◆ DIRECTIONS
Filter the records below, keeping only lines with the string "when".

___

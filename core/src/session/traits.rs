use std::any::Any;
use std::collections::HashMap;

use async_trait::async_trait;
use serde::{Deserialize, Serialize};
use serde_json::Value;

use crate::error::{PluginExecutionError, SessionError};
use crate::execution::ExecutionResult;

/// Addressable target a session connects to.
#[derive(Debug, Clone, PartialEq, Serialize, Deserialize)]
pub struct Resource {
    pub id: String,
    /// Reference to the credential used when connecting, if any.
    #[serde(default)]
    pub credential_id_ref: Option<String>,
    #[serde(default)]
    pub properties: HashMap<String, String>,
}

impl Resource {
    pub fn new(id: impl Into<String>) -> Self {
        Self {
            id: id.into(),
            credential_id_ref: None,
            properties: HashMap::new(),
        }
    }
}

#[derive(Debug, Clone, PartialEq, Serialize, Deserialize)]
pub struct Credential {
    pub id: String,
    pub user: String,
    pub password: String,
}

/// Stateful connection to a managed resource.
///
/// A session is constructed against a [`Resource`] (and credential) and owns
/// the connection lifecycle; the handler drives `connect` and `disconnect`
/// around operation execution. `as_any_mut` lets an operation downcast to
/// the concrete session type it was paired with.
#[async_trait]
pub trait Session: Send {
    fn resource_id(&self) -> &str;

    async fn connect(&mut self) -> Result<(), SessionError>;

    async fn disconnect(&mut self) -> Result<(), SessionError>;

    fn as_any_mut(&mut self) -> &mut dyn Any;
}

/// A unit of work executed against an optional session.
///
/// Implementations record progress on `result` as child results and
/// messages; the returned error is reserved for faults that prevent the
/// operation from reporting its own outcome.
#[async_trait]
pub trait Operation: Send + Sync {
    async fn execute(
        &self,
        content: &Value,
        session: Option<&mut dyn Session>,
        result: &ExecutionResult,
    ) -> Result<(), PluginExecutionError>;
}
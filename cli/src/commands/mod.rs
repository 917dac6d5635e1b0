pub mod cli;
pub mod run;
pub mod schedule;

___

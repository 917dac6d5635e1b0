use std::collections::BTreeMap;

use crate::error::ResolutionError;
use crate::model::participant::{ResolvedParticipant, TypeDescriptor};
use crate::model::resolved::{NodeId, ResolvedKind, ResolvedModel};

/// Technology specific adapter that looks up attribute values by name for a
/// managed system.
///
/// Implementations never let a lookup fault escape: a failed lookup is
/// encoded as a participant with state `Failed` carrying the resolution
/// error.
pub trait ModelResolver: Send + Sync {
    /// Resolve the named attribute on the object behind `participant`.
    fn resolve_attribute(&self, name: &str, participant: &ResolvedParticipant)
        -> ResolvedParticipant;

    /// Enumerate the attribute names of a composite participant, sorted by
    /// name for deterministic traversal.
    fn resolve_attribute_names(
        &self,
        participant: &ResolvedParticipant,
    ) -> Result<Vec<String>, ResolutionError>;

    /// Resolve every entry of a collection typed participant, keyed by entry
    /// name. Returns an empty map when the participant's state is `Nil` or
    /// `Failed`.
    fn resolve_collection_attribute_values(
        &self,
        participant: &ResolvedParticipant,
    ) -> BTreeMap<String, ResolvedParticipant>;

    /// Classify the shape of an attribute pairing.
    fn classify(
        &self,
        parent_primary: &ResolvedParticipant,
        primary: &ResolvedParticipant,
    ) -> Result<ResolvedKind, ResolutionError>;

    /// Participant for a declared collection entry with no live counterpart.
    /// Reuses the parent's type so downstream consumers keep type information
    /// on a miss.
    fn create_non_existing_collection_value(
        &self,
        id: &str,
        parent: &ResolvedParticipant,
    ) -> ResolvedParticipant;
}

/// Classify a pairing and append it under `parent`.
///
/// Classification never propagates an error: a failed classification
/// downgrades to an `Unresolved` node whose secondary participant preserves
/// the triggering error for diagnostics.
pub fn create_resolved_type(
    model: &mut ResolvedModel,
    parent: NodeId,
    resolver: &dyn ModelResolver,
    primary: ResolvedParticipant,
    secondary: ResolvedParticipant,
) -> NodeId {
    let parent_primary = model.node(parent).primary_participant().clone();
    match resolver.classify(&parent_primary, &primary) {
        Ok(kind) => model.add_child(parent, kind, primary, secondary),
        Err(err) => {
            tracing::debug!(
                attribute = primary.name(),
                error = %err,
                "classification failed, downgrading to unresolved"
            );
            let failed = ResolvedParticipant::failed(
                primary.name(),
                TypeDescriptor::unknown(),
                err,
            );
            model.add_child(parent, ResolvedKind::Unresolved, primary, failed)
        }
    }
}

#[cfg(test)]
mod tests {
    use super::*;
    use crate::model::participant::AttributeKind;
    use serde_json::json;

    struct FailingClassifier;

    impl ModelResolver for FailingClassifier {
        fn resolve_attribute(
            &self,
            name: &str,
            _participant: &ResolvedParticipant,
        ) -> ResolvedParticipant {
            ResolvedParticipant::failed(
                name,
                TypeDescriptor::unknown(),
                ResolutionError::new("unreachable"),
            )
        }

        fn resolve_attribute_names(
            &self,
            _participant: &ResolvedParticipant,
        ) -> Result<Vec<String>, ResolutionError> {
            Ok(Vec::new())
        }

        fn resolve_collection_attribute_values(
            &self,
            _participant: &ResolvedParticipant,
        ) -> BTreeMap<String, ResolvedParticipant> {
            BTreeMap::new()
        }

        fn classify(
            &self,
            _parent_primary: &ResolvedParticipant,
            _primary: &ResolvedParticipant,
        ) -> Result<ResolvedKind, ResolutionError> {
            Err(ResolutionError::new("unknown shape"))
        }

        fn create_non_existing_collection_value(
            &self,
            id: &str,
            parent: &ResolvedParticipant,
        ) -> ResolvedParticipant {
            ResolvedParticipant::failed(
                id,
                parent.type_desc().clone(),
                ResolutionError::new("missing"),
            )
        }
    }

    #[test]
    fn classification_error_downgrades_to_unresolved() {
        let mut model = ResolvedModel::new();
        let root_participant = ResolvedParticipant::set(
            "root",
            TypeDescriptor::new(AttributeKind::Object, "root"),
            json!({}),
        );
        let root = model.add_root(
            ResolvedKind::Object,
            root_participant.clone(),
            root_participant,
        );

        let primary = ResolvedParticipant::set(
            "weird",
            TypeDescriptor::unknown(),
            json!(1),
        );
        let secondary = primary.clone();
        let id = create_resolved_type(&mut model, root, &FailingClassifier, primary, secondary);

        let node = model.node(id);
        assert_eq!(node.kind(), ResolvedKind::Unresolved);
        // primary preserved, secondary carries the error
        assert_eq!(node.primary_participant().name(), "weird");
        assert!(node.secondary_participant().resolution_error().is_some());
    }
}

___

◆ SOLUTION TO THIS PROBLEM
    /// Reference to the credential used when connecting, if any.
    /// name. Returns an empty map when the participant's state is `Nil` or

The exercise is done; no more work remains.